Sull’impatto della logistica, quindi, non ho da dirvi molto. Sono abbastanza convinto che il manuale che compro dal negoziante ad 1,5km da casa e che vado a prendere a piedi sia la scelta più ecosostenibile che ho a disposizione, ma oltre a non poterne essere sicuro sono anche consapevole che non tutti hanno le stesse disponibilità. Se vi può essere d’aiuto, il paese in cui viene stampato il manuale è spesso indicato in quarta o quinta di copertina.
Il formato digitale come scelta ecosostenibile?
Ho lasciato per ultimo questo aspetto perché forse è ancora più complicato della logistica. In generale l’impatto che ha utilizzare apparecchiature elettroniche dipende principalmente da come viene prodotta l’energia che le alimenta, e questo varia tantissimo. Come spunto vi lascio questo articolo che compara la carbon footprint tra un libro fisico ed un e-book. Probabilmente se siete giocatori di ruolo voraci spostarvi sul digitale potrebbe essere una scelta ecosostenibile, anche se non posso fare a meno di chiedermi se comprare libri fisici fatti in modo ecosostenibile non sia tutto sommato paragonabile.

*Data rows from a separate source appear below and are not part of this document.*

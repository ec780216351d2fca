//! Baseline-relative tilt published from a [`GravitySensor`].
//!
//! The source is the single writer of the tilt state: only the sink it hands
//! to the sensor mutates it. Readers call [`MotionSource::tilt`] or register a
//! listener with [`MotionSource::subscribe`]. Everything runs on one thread,
//! so the shared state is an `Rc<RefCell<_>>` rather than a lock.

use crate::constants::SENSOR_INTERVAL;
use crate::sensor::GravitySensor;
use crate::tilt::{Baseline, GravityReading, TiltVector};
use std::cell::RefCell;
use std::rc::Rc;
use std::time::Duration;

type TiltListener = Box<dyn FnMut(TiltVector)>;

#[derive(Debug, Default)]
struct MotionState {
    baseline: Option<Baseline>,
    tilt: TiltVector,
}

impl MotionState {
    fn ingest(&mut self, reading: GravityReading) -> Option<TiltVector> {
        if !reading.is_finite() {
            return None;
        }
        let baseline = *self.baseline.get_or_insert_with(|| {
            log::debug!(
                "[motion] baseline captured x={:.3} y={:.3}",
                reading.x,
                reading.y
            );
            Baseline::capture(&reading)
        });
        self.tilt = TiltVector::relative_to(&reading, &baseline);
        Some(self.tilt)
    }
}

pub struct MotionSource<S: GravitySensor> {
    sensor: S,
    interval: Duration,
    state: Rc<RefCell<MotionState>>,
    listeners: Rc<RefCell<Vec<TiltListener>>>,
    running: bool,
}

impl<S: GravitySensor> MotionSource<S> {
    pub fn new(sensor: S) -> Self {
        Self::with_interval(sensor, SENSOR_INTERVAL)
    }

    pub fn with_interval(sensor: S, interval: Duration) -> Self {
        Self {
            sensor,
            interval,
            state: Rc::new(RefCell::new(MotionState::default())),
            listeners: Rc::new(RefCell::new(Vec::new())),
            running: false,
        }
    }

    /// Start polling the sensor. Does nothing when the sensor is unavailable
    /// or the source is already running.
    ///
    /// The first reading after this call becomes the baseline.
    pub fn start(&mut self) {
        if self.running {
            return;
        }
        if !self.sensor.is_available() {
            log::debug!("[motion] gravity sensor unavailable; not starting");
            return;
        }
        self.state.borrow_mut().baseline = None;

        let state = self.state.clone();
        let listeners = self.listeners.clone();
        self.sensor.start_updates(
            self.interval,
            Box::new(move |reading| {
                // release the state borrow before listeners run so they can read tilt()
                let published = state.borrow_mut().ingest(reading);
                if let Some(tilt) = published {
                    for listener in listeners.borrow_mut().iter_mut() {
                        listener(tilt);
                    }
                }
            }),
        );
        self.running = true;
        log::debug!(
            "[motion] started interval={:.1}ms",
            self.interval.as_secs_f64() * 1000.0
        );
    }

    /// Stop polling and forget the baseline. The last published tilt stays
    /// readable.
    pub fn stop(&mut self) {
        if !self.running {
            return;
        }
        self.sensor.stop_updates();
        self.state.borrow_mut().baseline = None;
        self.running = false;
        log::debug!("[motion] stopped");
    }

    #[inline]
    pub fn is_running(&self) -> bool {
        self.running
    }

    /// Latest baseline-relative tilt. Zero until the first reading arrives.
    #[inline]
    pub fn tilt(&self) -> TiltVector {
        self.state.borrow().tilt
    }

    pub fn baseline(&self) -> Option<Baseline> {
        self.state.borrow().baseline
    }

    pub fn interval(&self) -> Duration {
        self.interval
    }

    /// Register a listener called with every published tilt.
    ///
    /// Listeners must not call `subscribe` from inside the callback.
    pub fn subscribe(&mut self, listener: impl FnMut(TiltVector) + 'static) {
        self.listeners.borrow_mut().push(Box::new(listener));
    }
}

impl<S: GravitySensor> Drop for MotionSource<S> {
    fn drop(&mut self) {
        self.stop();
    }
}
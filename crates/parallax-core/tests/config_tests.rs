// Configuration defaults and validation.

use parallax_core::*;
use std::time::Duration;

#[test]
fn defaults_are_valid() {
    let cfg = ParallaxConfig::default();
    assert_eq!(cfg.validate(), Ok(()));
    assert_eq!(cfg.max_offset, 30.0);
    assert_eq!(cfg.max_angle_x, 40.0);
    assert_eq!(cfg.max_angle_y, 30.0);
    assert_eq!(cfg.transition, Duration::from_millis(80));
}

#[test]
fn with_images_keeps_default_tuning() {
    let cfg = ParallaxConfig::with_images("back.png", "mid.png", "fore.png");
    assert_eq!(cfg.layer(Layer::Background).image, "back.png");
    assert_eq!(cfg.layer(Layer::Middle).image, "mid.png");
    assert_eq!(cfg.layer(Layer::Foreground).image, "fore.png");
    assert_eq!(cfg.background.parallax_factor, BACKGROUND_FACTOR);
    assert_eq!(cfg.foreground.scale, FOREGROUND_SCALE);
}

#[test]
fn rejects_bad_values() {
    let mut cfg = ParallaxConfig::default();
    cfg.max_offset = -1.0;
    assert_eq!(
        cfg.validate(),
        Err(ConfigError::Negative {
            field: "max_offset",
            value: -1.0
        })
    );

    let mut cfg = ParallaxConfig::default();
    cfg.layer_mut(Layer::Middle).scale = 0.0;
    assert!(matches!(
        cfg.validate(),
        Err(ConfigError::NotPositive {
            field: "middle.scale",
            ..
        })
    ));

    let mut cfg = ParallaxConfig::default();
    cfg.max_angle_y = f32::NAN;
    assert!(matches!(
        cfg.validate(),
        Err(ConfigError::NotFinite {
            field: "max_angle_y",
            ..
        })
    ));

    let mut cfg = ParallaxConfig::default();
    cfg.transition = Duration::ZERO;
    assert_eq!(cfg.validate(), Err(ConfigError::ZeroTransition));
}

#[test]
fn error_messages_name_the_field() {
    let err = ConfigError::NotPositive {
        field: "perspective",
        value: 0.0,
    };
    assert_eq!(err.to_string(), "perspective must be greater than zero, got 0");
}

#[test]
fn layer_order_and_direction() {
    let order: Vec<usize> = Layer::ALL.iter().map(|l| l.index()).collect();
    assert_eq!(order, vec![0, 1, 2]);
    assert_eq!(Layer::Background.direction(), -1.0);
    assert_eq!(Layer::Middle.direction(), 1.0);
    assert_eq!(Layer::Foreground.name(), "foreground");
}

Spero di avervi lasciato degli spunti interessanti per riflettere. Voi cosa dite a voi stessi quando comprate un nuovo manuale?
Un grazie doveroso ai miei “nerd della carta e della stampa di quartiere” per professione e passione, Talisa Tavella e Flavio Mortarino, senza i quali questo articolo sarebbe stato ancora più approssimativo.
Questo articolo NON è la ripresa di una pubblicazione costante nel blog di Storie di Ruolo, ma non siamo scomparsi e con la fine dell’estate speriamo di riuscire a portarvi qualche altro contenuto.
Ciao, Edoardo
Una risposta su “Quando è Ecosostenibile il Gioco di Ruolo in Italia?”
“Per dirlo in parole più semplici: quando comprate un manuale, lo fate con la consapevolezza che prima o poi lo butterete? E concretamente, quanti manuali finite per buttare davvero?”
ORRORE! NON SI BUTTANO MAI I MANUALI DI GDR!